- Developer: Google
- Initial release: July 24, 2018; 7 years ago
- Predecessor: DoubleClick
- Type: Digital marketing, Online advertising, Web analytics
- Website: marketingplatform.google.com

= Google Marketing Platform =

Advertising and analytics platform

Google Marketing Platform is an online advertising and analytics platform developed by Google and launched on July 24, 2018. It unifies DoubleClick's advertising services (acquired in March 2008) and Google's own advertising and analytics services. Google Marketing Platform is mainly used by big advertisers to buy ads on the Internet.

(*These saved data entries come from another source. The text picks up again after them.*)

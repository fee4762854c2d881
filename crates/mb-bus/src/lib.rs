//! Shared Modbus Transports
//!
//! Several devices often sit on one RS-485 line or behind one TCP gateway.
//! This crate lets them share a single connection safely:
//!
//! - **Registry**: one open connection per physical endpoint, handed out as
//!   reference-counted [`TransportHandle`]s
//! - **Transactions**: requests on a handle are serialized, and a handle is
//!   never closed under a request that is still running
//! - **Register coding**: [`RegisterCoder`] reads typed descriptors with
//!   block coalescing and a max-age cache
//!
//! # Example
//!
//! ```rust,no_run
//! use mb_bus::{BusMode, Endpoint, RegisterCoder, TransportConfig, TransportRegistry};
//! use mb_register::RegisterDescriptor;
//!
//! # async fn example() -> Result<(), mb_bus::BusError> {
//! let registry = TransportRegistry::with_config(TransportConfig::default());
//! let handle = registry
//!     .acquire(&Endpoint::serial("/dev/ttyUSB0", 9600, BusMode::Rtu))
//!     .await?;
//!
//! let mut coder = RegisterCoder::new();
//! let values = coder
//!     .read(&handle, 2, &[RegisterDescriptor::f32_be(0x0000).input()])
//!     .await?;
//! println!("voltage: {:?}", values[0]);
//!
//! handle.release();
//! # Ok(())
//! # }
//! ```

pub mod client;
pub mod coder;
pub mod endpoint;
pub mod error;
pub mod handle;
pub mod modbus;
pub mod registry;

#[cfg(test)]
mod testing;

use std::time::Duration;

use serde::{Deserialize, Serialize};

pub use client::{BusClient, Connector, Operation, Request, Response};
pub use coder::RegisterCoder;
pub use endpoint::{BusMode, Endpoint, EndpointId, Framing, Parity, SerialLink, TcpLink};
pub use error::{BusError, LinkError};
pub use handle::{HandleState, HandleStatus, TransportHandle};
pub use modbus::ModbusConnector;
pub use registry::TransportRegistry;

/// Connection settings shared by every transport of a registry
#[derive(Debug, Clone, PartialEq, Eq, Serialize, Deserialize)]
#[serde(default)]
pub struct TransportConfig {
    /// Default response timeout (milliseconds)
    pub timeout_ms: u64,
    /// TCP connect timeout (milliseconds)
    pub connect_timeout_ms: u64,
    /// Broadcast frames sent after opening a serial port
    pub warmup_frames: usize,
    /// Pause between warm-up frames (milliseconds)
    pub warmup_interval_ms: u64,
}

impl Default for TransportConfig {
    fn default() -> Self {
        Self {
            timeout_ms: 1000,
            connect_timeout_ms: 5000,
            warmup_frames: 12,
            warmup_interval_ms: 100,
        }
    }
}

impl TransportConfig {
    pub fn timeout(&self) -> Duration {
        Duration::from_millis(self.timeout_ms)
    }

    pub fn connect_timeout(&self) -> Duration {
        Duration::from_millis(self.connect_timeout_ms)
    }

    pub fn warmup_interval(&self) -> Duration {
        Duration::from_millis(self.warmup_interval_ms)
    }
}

#[cfg(test)]
mod tests {
    use super::*;

    #[test]
    fn test_config_defaults() {
        let config = TransportConfig::default();
        assert_eq!(config.timeout(), Duration::from_secs(1));
        assert_eq!(config.warmup_frames, 12);
        assert_eq!(config.warmup_interval(), Duration::from_millis(100));
    }

    #[test]
    fn test_config_partial_json() {
        let config: TransportConfig = serde_json::from_str(r#"{"timeout_ms": 250}"#).unwrap();
        assert_eq!(config.timeout_ms, 250);
        assert_eq!(config.warmup_frames, 12);
    }
}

Google Ads (launched in 2000) and Google Ad Manager (launched in 2010) are not parts of Google Marketing Platform. The three brands are complementary tools targeting different types of ad buyers and presenting slightly different features.

==Services==

Google Marketing Platform includes the following services:

- Display & Video 360 (demand-side platform)
- Search Ads 360 (search advertising)
- Campaign Manager 360 (ad management and measurement)
- Google Analytics 360 (web analytics)
- Google Tag Manager (tag management)
- Google Optimize (web analytics)
- Looker Studio, formerly Google Data Studio (web analytics)

== Accessibility ==
To access the tools of the Google Marketing Platform, specialists need to pass appropriate certifications, and companies need to have certified specialists on staff or as contractors.